--- Data records ---
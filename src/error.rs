//! Error taxonomy shared by every layer of the acquisition core.
//!
//! Per-attempt errors ([`Error::NoResponse`], [`Error::Timeout`],
//! [`Error::Corrupt`], [`Error::ShortResponse`], [`Error::DeviceFault`],
//! [`Error::Implausible`]) are absorbed by the retry loop of
//! [`crate::acquisition::SensorService`]. [`Error::LinkUnavailable`] and
//! [`Error::Configuration`] are only returned while constructing components
//! and must stop startup.
use crate::protocol::Parameter;

#[derive(Debug, Clone, PartialEq, thiserror::Error)]
pub enum Error {
    /// The serial port (or gateway) could not be opened.
    #[error("Link unavailable: {0}")]
    LinkUnavailable(String),

    /// Nothing was received within the timeout window.
    #[error("No response from device")]
    NoResponse,

    /// A partial response arrived but did not complete within the timeout window.
    #[error("Timed out waiting for a complete response")]
    Timeout,

    /// The response failed integrity or framing checks.
    #[error("Corrupt response: {0}")]
    Corrupt(String),

    /// The register block is shorter than the layout requires.
    #[error("Short response: expected {expected} registers, got {actual}")]
    ShortResponse { expected: usize, actual: usize },

    /// The device answered with a Modbus exception.
    #[error("Device fault: exception code {0:#04x}")]
    DeviceFault(u8),

    /// A calibrated value lies outside the configured plausibility limits.
    #[error("Implausible {parameter} value: {value}")]
    Implausible { parameter: Parameter, value: f64 },

    /// Invalid configuration, detected at initialization.
    #[error("Configuration error: {0}")]
    Configuration(String),
}

impl Error {
    /// Returns `true` for errors scoped to a single transaction attempt.
    pub fn is_retryable(&self) -> bool {
        !matches!(self, Error::LinkUnavailable(_) | Error::Configuration(_))
    }

    pub(crate) fn from_io(err: &std::io::Error) -> Self {
        match err.kind() {
            std::io::ErrorKind::TimedOut | std::io::ErrorKind::WouldBlock => Error::Timeout,
            _ => Error::NoResponse,
        }
    }
}

#[cfg(any(feature = "tokio-rtu-sync", feature = "tokio-tcp-sync"))]
impl From<tokio_modbus::Error> for Error {
    fn from(err: tokio_modbus::Error) -> Error {
        match err {
            tokio_modbus::Error::Transport(err) => Error::from_io(&err),
            other => Error::Corrupt(other.to_string()),
        }
    }
}

#[cfg(any(feature = "tokio-rtu-sync", feature = "tokio-tcp-sync"))]
impl From<tokio_modbus::ExceptionCode> for Error {
    fn from(code: tokio_modbus::ExceptionCode) -> Error {
        Error::DeviceFault(u8::from(code))
    }
}

/// The result type of the acquisition core.
pub type Result<T> = std::result::Result<T, Error>;
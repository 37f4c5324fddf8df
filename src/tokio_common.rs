//! Serial port settings shared by the RTU links.
//!
//! The sensors communicate with 8 data bits, no parity and one stop bit.
use crate::protocol as proto;

/// The parity used for serial communication.
pub const PARITY: &tokio_serial::Parity = &tokio_serial::Parity::None;
/// The number of stop bits used for serial communication.
pub const STOP_BITS: &tokio_serial::StopBits = &tokio_serial::StopBits::One;
/// The number of data bits used for serial communication.
pub const DATA_BITS: &tokio_serial::DataBits = &tokio_serial::DataBits::Eight;

/// Creates a `tokio_serial::SerialPortBuilder` with the sensor line settings.
///
/// # Arguments
///
/// * `device` - The path to the serial port device (e.g., `/dev/ttyAMA0`).
/// * `baud_rate` - The baud rate for the serial communication.
pub fn serial_port_builder(
    device: &str,
    baud_rate: &proto::BaudRate,
) -> tokio_serial::SerialPortBuilder {
    tokio_serial::new(device, u32::from(*baud_rate))
        .parity(*PARITY)
        .stop_bits(*STOP_BITS)
        .data_bits(*DATA_BITS)
        .flow_control(tokio_serial::FlowControl::None)
}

--- Work instruction ---
Look at the material above and copy, word for word, its lines from the first through the one containing "complete within the timeout window.".

--- The completed task ---
filename src/error.rs
//! Error taxonomy shared by every layer of the acquisition core.
//!
//! Per-attempt errors ([`Error::NoResponse`], [`Error::Timeout`],
//! [`Error::Corrupt`], [`Error::ShortResponse`], [`Error::DeviceFault`],
//! [`Error::Implausible`]) are absorbed by the retry loop of
//! [`crate::acquisition::SensorService`]. [`Error::LinkUnavailable`] and
//! [`Error::Configuration`] are only returned while constructing components
//! and must stop startup.
use crate::protocol::Parameter;

#[derive(Debug, Clone, PartialEq, thiserror::Error)]
pub enum Error {
    /// The serial port (or gateway) could not be opened.
    #[error("Link unavailable: {0}")]
    LinkUnavailable(String),

    /// Nothing was received within the timeout window.
    #[error("No response from device")]
    NoResponse,

    /// A partial response arrived but did not complete within the timeout window.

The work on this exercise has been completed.